Single by the Offspring

from the album Americana
- B-side: "Beheaded (1999)"
- Released: March 15, 1999
- Genre: Pop-punk; ska punk;
- Length: 2:51
- Label: Columbia
- Songwriter: Dexter Holland
- Producer: Dave Jerden

The Offspring singles chronology
| "Pretty Fly (For a White Guy)" (1998) | "Why Don't You Get a Job?" (1999) | "The Kids Aren't Alright" (1999) |

Music video
- "Why Don't You Get a Job?" on YouTube

= Why Don't You Get a Job? =

1999 single by the Offspring

"Why Don't You Get a Job?" is a song by American rock band the Offspring. The song is the 11th track on the Offspring's fifth studio album, Americana (1998), and was released as its second single on March 15, 1999. The song also appears as the eighth track on the band's Greatest Hits album (2005).
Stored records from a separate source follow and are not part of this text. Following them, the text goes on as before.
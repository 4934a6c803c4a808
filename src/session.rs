use crate::data::{DataError, Employee, School, ScenarioOverrides};
use crate::distance::DistanceMatrix;
use crate::model::{ModelVariant, Problem, build_problem};
use crate::report::{PlanReport, interpret};
use crate::scenario::{EffectiveInputs, ScenarioSummary, build_effective_inputs, summarize};
use crate::solver::{EngineError, Solution};
use log::{debug, info};
use serde::{Deserialize, Serialize};
use std::sync::Arc;

/// Complete input snapshot for one planning round. Schools and employees
/// arrive in the order the distance matrix was built for.
#[derive(Debug, Clone, Deserialize, Serialize)]
#[serde(rename_all = "camelCase")]
pub struct PlanInputs {
    pub schools: Vec<School>,
    pub employees: Vec<Employee>,
    pub distances: DistanceMatrix,
    #[serde(default)]
    pub scenario: ScenarioOverrides,
    #[serde(default)]
    pub variant: ModelVariant,
}

/// Everything derived from one accepted input snapshot. Solves read from
/// this; a newer snapshot never mutates an older one.
#[derive(Debug, Clone)]
pub struct PlanSnapshot {
    pub effective: EffectiveInputs,
    pub distances: DistanceMatrix,
    pub variant: ModelVariant,
    pub problem: Problem,
    pub summary: ScenarioSummary,
}

/// Merge, validate and build in one step. Any `DataError` leaves no
/// partially built snapshot behind.
pub fn build_snapshot(inputs: &PlanInputs) -> Result<PlanSnapshot, DataError> {
    let effective = build_effective_inputs(&inputs.schools, &inputs.employees, &inputs.scenario)?;
    let problem = build_problem(&effective, &inputs.distances, inputs.variant)?;
    let summary = summarize(&effective);
    Ok(PlanSnapshot {
        effective,
        distances: inputs.distances.clone(),
        variant: inputs.variant,
        problem,
        summary,
    })
}

#[derive(Debug, Clone, Copy, PartialEq, Eq, Serialize)]
#[serde(rename_all = "camelCase")]
pub enum Phase {
    Idle,
    Ready,
    Solving,
    Solved,
    Failed,
}

/// Result of a finished solve as applied to the session. A completed run
/// carries its report even for non-usable verdicts; an engine fault only
/// carries the message.
#[derive(Debug, Clone, PartialEq, Serialize)]
#[serde(tag = "kind", rename_all = "camelCase")]
pub enum SolveOutcome {
    Completed {
        #[serde(flatten)]
        report: PlanReport,
    },
    EngineFailed {
        message: String,
    },
}

#[derive(Debug, PartialEq, Eq, thiserror::Error)]
pub enum StartSolveError {
    #[error("no plan inputs are loaded; submit inputs before solving")]
    NoProblem,
}

/// Claim on one solve run: the snapshot to solve and the generation that
/// must still be current when the result comes back.
#[derive(Debug, Clone)]
pub struct SolveTicket {
    pub generation: u64,
    pub snapshot: Arc<PlanSnapshot>,
}

/// Compact description of the built program for status replies.
#[derive(Debug, Clone, Serialize)]
#[serde(rename_all = "camelCase")]
pub struct ProblemDigest {
    pub name: String,
    pub variant: ModelVariant,
    pub variables: usize,
    pub constraints: usize,
    pub mixed_integer: bool,
}

#[derive(Debug, Clone, Serialize)]
#[serde(rename_all = "camelCase")]
pub struct SessionStatus {
    pub phase: Phase,
    pub generation: u64,
    #[serde(skip_serializing_if = "Option::is_none")]
    pub problem: Option<ProblemDigest>,
    #[serde(skip_serializing_if = "Option::is_none")]
    pub scenario: Option<ScenarioSummary>,
    #[serde(skip_serializing_if = "Option::is_none")]
    pub outcome: Option<SolveOutcome>,
}

/// One optimization session: latest accepted inputs, lifecycle phase and
/// the outcome of the most recent applied solve.
///
/// Every update moves the generation forward, accepted or not, so a solve
/// still in flight can never write its result over newer inputs; it is
/// discarded when it reports back under an old generation.
#[derive(Debug)]
pub struct PlanSession {
    generation: u64,
    phase: Phase,
    snapshot: Option<Arc<PlanSnapshot>>,
    outcome: Option<SolveOutcome>,
}

impl PlanSession {
    pub fn new() -> Self {
        Self {
            generation: 0,
            phase: Phase::Idle,
            snapshot: None,
            outcome: None,
        }
    }

    pub fn generation(&self) -> u64 {
        self.generation
    }

    pub fn phase(&self) -> Phase {
        self.phase
    }

    pub fn outcome(&self) -> Option<&SolveOutcome> {
        self.outcome.as_ref()
    }

    /// Replaces the session's inputs and rebuilds the program from scratch,
    /// returning the freshly built snapshot. A rejected snapshot leaves the
    /// session idle with no program; the previous outcome is cleared either
    /// way.
    pub fn update(&mut self, inputs: &PlanInputs) -> Result<Arc<PlanSnapshot>, DataError> {
        self.generation += 1;
        self.outcome = None;
        match build_snapshot(inputs) {
            Ok(snapshot) => {
                info!(
                    "Inputs accepted at generation {}: {} schools, {} employees, {} variables",
                    self.generation,
                    snapshot.effective.schools.len(),
                    snapshot.effective.employees.len(),
                    snapshot.problem.variable_count()
                );
                let snapshot = Arc::new(snapshot);
                self.snapshot = Some(snapshot.clone());
                self.phase = Phase::Ready;
                Ok(snapshot)
            }
            Err(e) => {
                self.snapshot = None;
                self.phase = Phase::Idle;
                Err(e)
            }
        }
    }

    /// Claims the current program for a solve run. Starting a new run while
    /// an older one is still in flight is allowed; the older one will miss
    /// the generation check when it reports back.
    pub fn begin_solve(&mut self) -> Result<SolveTicket, StartSolveError> {
        let snapshot = self.snapshot.clone().ok_or(StartSolveError::NoProblem)?;
        self.phase = Phase::Solving;
        info!("Solve started for generation {}", self.generation);
        Ok(SolveTicket {
            generation: self.generation,
            snapshot,
        })
    }

    /// Applies a finished solve unless its ticket is stale. Returns whether
    /// the result was applied.
    pub fn finish_solve(
        &mut self,
        ticket: &SolveTicket,
        result: Result<Solution, EngineError>,
    ) -> bool {
        if ticket.generation != self.generation {
            debug!(
                "Discarding solve result for generation {}; session is at {}",
                ticket.generation, self.generation
            );
            return false;
        }
        match result {
            Ok(solution) => {
                let report = interpret(
                    &solution,
                    &ticket.snapshot.effective,
                    &ticket.snapshot.distances,
                    ticket.snapshot.variant,
                );
                info!(
                    "Solve finished for generation {}: {}",
                    ticket.generation, report.status
                );
                self.phase = if report.status.is_usable() {
                    Phase::Solved
                } else {
                    Phase::Failed
                };
                self.outcome = Some(SolveOutcome::Completed { report });
            }
            Err(e) => {
                info!("Solve failed for generation {}: {}", ticket.generation, e);
                self.phase = Phase::Failed;
                self.outcome = Some(SolveOutcome::EngineFailed {
                    message: e.to_string(),
                });
            }
        }
        true
    }

    pub fn status(&self) -> SessionStatus {
        let problem = self.snapshot.as_ref().map(|s| ProblemDigest {
            name: s.problem.name.clone(),
            variant: s.variant,
            variables: s.problem.variable_count(),
            constraints: s.problem.constraint_count(),
            mixed_integer: s.problem.is_mixed_integer(),
        });
        let scenario = self.snapshot.as_ref().map(|s| s.summary.clone());
        SessionStatus {
            phase: self.phase,
            generation: self.generation,
            problem,
            scenario,
            outcome: self.outcome.clone(),
        }
    }
}

impl Default for PlanSession {
    fn default() -> Self {
        Self::new()
    }
}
The single peaked within the top 10 of the charts in several countries, including reaching number two in the United Kingdom, Australia, Iceland, and Sweden.

The song drew attention from multiple music writers for its similarities to the song "Ob-La-Di, Ob-La-Da", the Beatles' 1968 hit from their self-titled double album (also known as the White Album).

==Music video==
The music video, directed by McG, was shot on the backlot of Universal Studios Hollywood. Lead singer Dexter Holland hang-glides down to a suburban street and starts singing acapella while walking down the street, beats are soon added by a girl with a boombox, the rest of the band and a man playing the steelpan. As the video progress, the group walks through several TV and movie set locations, such as Colonial Street and Courthouse Square. More and more people join them as the video progress into an impromptu parade, including a marching band, female contestants walking out on the filming of a dating game show, and both friends with terrible partners discussed in the song. Eventually the crowd walks up to a large red button labelled "Do not push" which Holland presses. This triggers an explosion and the crowd scatters in a panic.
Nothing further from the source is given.